[Stored data]
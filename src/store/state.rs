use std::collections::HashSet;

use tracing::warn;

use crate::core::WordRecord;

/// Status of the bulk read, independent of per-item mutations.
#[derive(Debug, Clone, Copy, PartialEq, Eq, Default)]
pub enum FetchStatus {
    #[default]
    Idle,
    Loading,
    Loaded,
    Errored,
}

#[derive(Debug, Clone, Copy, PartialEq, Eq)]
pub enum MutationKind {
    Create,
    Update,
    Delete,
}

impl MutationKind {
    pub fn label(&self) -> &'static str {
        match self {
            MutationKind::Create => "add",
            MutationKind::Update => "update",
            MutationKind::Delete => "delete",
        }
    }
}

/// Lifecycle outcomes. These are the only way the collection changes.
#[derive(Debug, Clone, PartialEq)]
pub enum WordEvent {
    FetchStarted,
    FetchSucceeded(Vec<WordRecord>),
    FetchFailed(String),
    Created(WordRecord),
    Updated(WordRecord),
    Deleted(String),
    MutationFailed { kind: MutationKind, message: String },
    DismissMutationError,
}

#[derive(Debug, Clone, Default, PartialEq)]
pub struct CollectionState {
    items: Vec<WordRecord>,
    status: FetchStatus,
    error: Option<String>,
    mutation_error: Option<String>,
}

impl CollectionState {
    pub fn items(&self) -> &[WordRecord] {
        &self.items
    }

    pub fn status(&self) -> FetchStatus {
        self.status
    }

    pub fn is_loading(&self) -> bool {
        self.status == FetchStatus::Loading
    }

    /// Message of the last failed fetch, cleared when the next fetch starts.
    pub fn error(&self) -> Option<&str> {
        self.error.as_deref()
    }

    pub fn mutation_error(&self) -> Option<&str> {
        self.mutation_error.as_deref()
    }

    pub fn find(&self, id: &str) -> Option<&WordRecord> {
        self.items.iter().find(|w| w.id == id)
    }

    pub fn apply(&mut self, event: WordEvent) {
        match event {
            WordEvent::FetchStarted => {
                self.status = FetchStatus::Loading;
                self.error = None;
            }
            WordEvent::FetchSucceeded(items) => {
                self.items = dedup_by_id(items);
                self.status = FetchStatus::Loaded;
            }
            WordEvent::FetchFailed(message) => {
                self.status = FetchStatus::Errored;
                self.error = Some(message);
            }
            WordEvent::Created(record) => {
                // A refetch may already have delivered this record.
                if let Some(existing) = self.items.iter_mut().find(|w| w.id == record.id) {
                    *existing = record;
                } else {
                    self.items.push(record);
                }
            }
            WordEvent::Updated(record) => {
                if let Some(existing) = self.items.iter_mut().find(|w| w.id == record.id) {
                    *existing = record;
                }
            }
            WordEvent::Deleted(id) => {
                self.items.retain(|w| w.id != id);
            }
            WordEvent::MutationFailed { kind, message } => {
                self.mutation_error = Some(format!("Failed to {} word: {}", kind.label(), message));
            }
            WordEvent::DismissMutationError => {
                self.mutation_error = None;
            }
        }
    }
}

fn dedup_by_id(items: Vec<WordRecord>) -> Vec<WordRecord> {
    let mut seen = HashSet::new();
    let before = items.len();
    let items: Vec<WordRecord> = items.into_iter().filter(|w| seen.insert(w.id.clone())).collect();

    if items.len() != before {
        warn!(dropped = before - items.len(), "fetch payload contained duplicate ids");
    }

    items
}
--
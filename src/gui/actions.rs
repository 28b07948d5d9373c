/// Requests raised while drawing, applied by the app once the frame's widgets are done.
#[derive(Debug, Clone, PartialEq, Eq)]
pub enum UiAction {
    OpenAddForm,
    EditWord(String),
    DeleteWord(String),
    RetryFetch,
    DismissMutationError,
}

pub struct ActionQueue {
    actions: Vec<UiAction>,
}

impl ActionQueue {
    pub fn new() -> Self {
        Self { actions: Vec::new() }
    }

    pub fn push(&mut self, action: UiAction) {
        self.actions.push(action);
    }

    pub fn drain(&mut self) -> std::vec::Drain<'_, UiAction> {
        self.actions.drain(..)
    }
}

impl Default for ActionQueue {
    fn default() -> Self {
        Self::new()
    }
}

Exercise details: Only the number should be given: how many lines in the data contain the string "FetchStatus".

Solution below: 7